M & M TRADING INC.

Décisions


M & M TRADING INC.
v.
LE SOUS-MINISTRE DU REVENU NATIONAL
POUR LES DOUANES ET L'ACCISE
Appel no AP-92-045

TABLE DES MATIÈRES

Ottawa, le jeudi 9 septembre 1993

Appel n o AP-92-045

EU ÉGARD À un appel entendu le 19 février 1993 aux termes de l'article 61 de la Loi sur les mesures spéciales d'importation, L.R.C. (1985), ch.
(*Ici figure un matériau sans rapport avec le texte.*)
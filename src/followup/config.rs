// This Source Code Form is subject to the terms of the Mozilla Public
// License, v. 2.0. If a copy of the MPL was not distributed with this
// file, You can obtain one at http://mozilla.org/MPL/2.0/.

//! The follow-up configuration and trigger files. Both are TOML.

use std::path::{Path, PathBuf};

use indexmap::IndexMap;
use serde::{Deserialize, Serialize};

use super::{FollowupError, Universe};

/// Executables run by the DAG's jobs.
#[derive(Debug, Clone, Default, PartialEq, Serialize, Deserialize)]
#[serde(rename_all = "kebab-case")]
pub struct CondorConfig {
    pub inspiral: PathBuf,
    pub plotsnrchisq: PathBuf,
    pub qscan: PathBuf,
    #[serde(default)]
    pub qscanlite: Option<PathBuf>,
    pub datafind: PathBuf,
    pub convertcache: PathBuf,

    /// The universe of the inspiral job. Everything else runs in the vanilla
    /// universe.
    #[serde(default)]
    pub inspiral_universe: Universe,
}

#[derive(Debug, Clone, Default, PartialEq, Serialize, Deserialize)]
#[serde(rename_all = "kebab-case")]
pub struct OutputConfig {
    /// Where the follow-up web page is published.
    #[serde(default)]
    pub page: String,
}

#[derive(Debug, Clone, Default, PartialEq, Serialize, Deserialize)]
#[serde(rename_all = "kebab-case")]
pub struct TriggersConfig {
    #[serde(default)]
    pub injection_file: Option<PathBuf>,
}

#[derive(Debug, Clone, Default, PartialEq, Serialize, Deserialize)]
#[serde(rename_all = "kebab-case")]
pub struct InspiralConfig {
    /// Prepended to inspiral output file names; include a trailing slash for a
    /// directory.
    #[serde(default)]
    pub output_path: String,

    /// The options the triggers' inspiral jobs were originally run with.
    /// Options without a value are given an empty string.
    #[serde(default)]
    pub process_params: IndexMap<String, String>,
}

/// A Q-scan section. Per-detector options are keyed by the detector prefix,
/// e.g. `H1config-file`.
#[derive(Debug, Clone, Default, PartialEq, Serialize, Deserialize)]
#[serde(rename_all = "kebab-case")]
pub struct QscanConfig {
    /// The duration scanned around each trigger [seconds].
    pub search_time_range: f64,

    /// The default frame type.
    #[serde(default, rename = "type")]
    pub frame_type: Option<String>,

    /// Use the `qscanlite` executable.
    #[serde(default)]
    pub lite: bool,

    #[serde(flatten)]
    pub ifo_options: IndexMap<String, String>,
}

impl QscanConfig {
    /// A per-detector option, e.g. `ifo_option("H1", "config-file")`.
    pub fn ifo_option(&self, ifo: &str, option: &str) -> Option<&str> {
        self.ifo_options
            .get(&format!("{ifo}{option}"))
            .map(|s| s.trim())
    }

    /// The frame type for a detector; either `<ifo>_type`, `<ifo>type` or the
    /// section's default.
    pub fn frame_type(&self, ifo: &str) -> Option<&str> {
        self.ifo_option(ifo, "_type")
            .or_else(|| self.ifo_option(ifo, "type"))
            .or(self.frame_type.as_deref())
    }
}

#[derive(Debug, Clone, Default, PartialEq, Serialize, Deserialize)]
#[serde(rename_all = "kebab-case")]
pub struct FollowupConfig {
    pub condor: CondorConfig,

    #[serde(default)]
    pub output: OutputConfig,

    #[serde(default)]
    pub triggers: TriggersConfig,

    #[serde(default)]
    pub inspiral: InspiralConfig,

    /// Q-scan sections, keyed by name.
    #[serde(default)]
    pub qscan: IndexMap<String, QscanConfig>,
}

impl FollowupConfig {
    pub fn read(file: &Path) -> Result<FollowupConfig, FollowupError> {
        let contents = std::fs::read_to_string(file).map_err(|err| FollowupError::Read {
            file: file.display().to_string(),
            err,
        })?;
        toml::from_str(&contents).map_err(|err| FollowupError::Parse {
            file: file.display().to_string(),
            err,
        })
    }

    /// The injection file, if one is configured and its name isn't blank.
    pub fn injection_file(&self) -> Option<&Path> {
        self.triggers
            .injection_file
            .as_deref()
            .filter(|f| !f.as_os_str().is_empty())
    }
}

/// A candidate to be followed up.
#[derive(Debug, Clone, PartialEq, Serialize, Deserialize)]
#[serde(rename_all = "kebab-case")]
pub struct Trigger {
    pub event_id: String,
    pub stat_value: f64,

    /// The trigger's time in each detector that saw it.
    pub gps_time: IndexMap<String, f64>,
}

#[derive(Debug, Clone, Default, PartialEq, Serialize, Deserialize)]
struct TriggerFile {
    #[serde(default)]
    trigger: Vec<Trigger>,
}

/// Read `[[trigger]]` tables from a TOML file.
pub fn read_triggers(file: &Path) -> Result<Vec<Trigger>, FollowupError> {
    let contents = std::fs::read_to_string(file).map_err(|err| FollowupError::Read {
        file: file.display().to_string(),
        err,
    })?;
    let triggers: TriggerFile = toml::from_str(&contents).map_err(|err| FollowupError::Parse {
        file: file.display().to_string(),
        err,
    })?;
    Ok(triggers.trigger)
}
S-15;

ET EU ÉGARD À des décisions rendues par le sous-ministre du Revenu national pour les douanes et l'accise le 22 avril 1992, conformément à l'article 59 de la Loi sur les mesures spéciales d'importation, relativement à des demandes de réexamen présentées aux termes de l'article 58 de la Loi sur les mesures spéciales d'importation.

ENTRE

M & M TRADING INC. Appelant

ET

LE SOUS - MINISTRE DU REVENU NATIONAL

POUR LES DOUANES ET L'ACCISE Intimé

L'appel est admis.

Kathleen E. Macmillan ______ Kathleen E. Macmillan Membre présidant

W. Roy Hines ______ W. Roy Hines Membre

Charles A. Gracey ______ Charles A. Gracey Membre

Michel P. Granger ______ Michel P. Granger Secrétaire





Le présent appel est interjeté aux termes de l'article 61 de la Loi sur les mesures spéciales d'importation à l'égard de deux décisions rendues par le sous - ministre du Revenu national pour les douanes et l'accise le 22 avril 1992 conformément à l'article 59 de la Loi sur les mesures spéciales d'importation. La question en litige consiste à déterminer si l'intimé a eu raison de percevoir des droits antidumping et des droits compensateurs sur des chaussures importées du Brésil par l'appelant. Ces droits ont été perçus conformément aux conclusions de préjudice rendues par le Tribunal le 3 mai 1990 aux termes de l'article 42 de la Loi sur les mesures spéciales d'importation; le Tribunal avait alors statué que le dumping et le subventionnement de certains souliers et bottes avaient causé, causaient et étaient susceptibles de causer un préjudice sensible à la production au Canada de marchandises similaires. Les sandales figuraient parmi les marchandises expressément exclues desdites conclusions. Pour déterminer si l'intimé a eu raison de percevoir des droits, il faut d'abord préciser si les marchandises en question importées sont, comme le prétend l'appelant, des sandales, et donc des marchandises exemptées de droits antidumping et de droits compensateurs conformément aux conclusions du Tribunal, ou des souliers, comme le soutient l'intimé, donc des marchandises passibles de droits.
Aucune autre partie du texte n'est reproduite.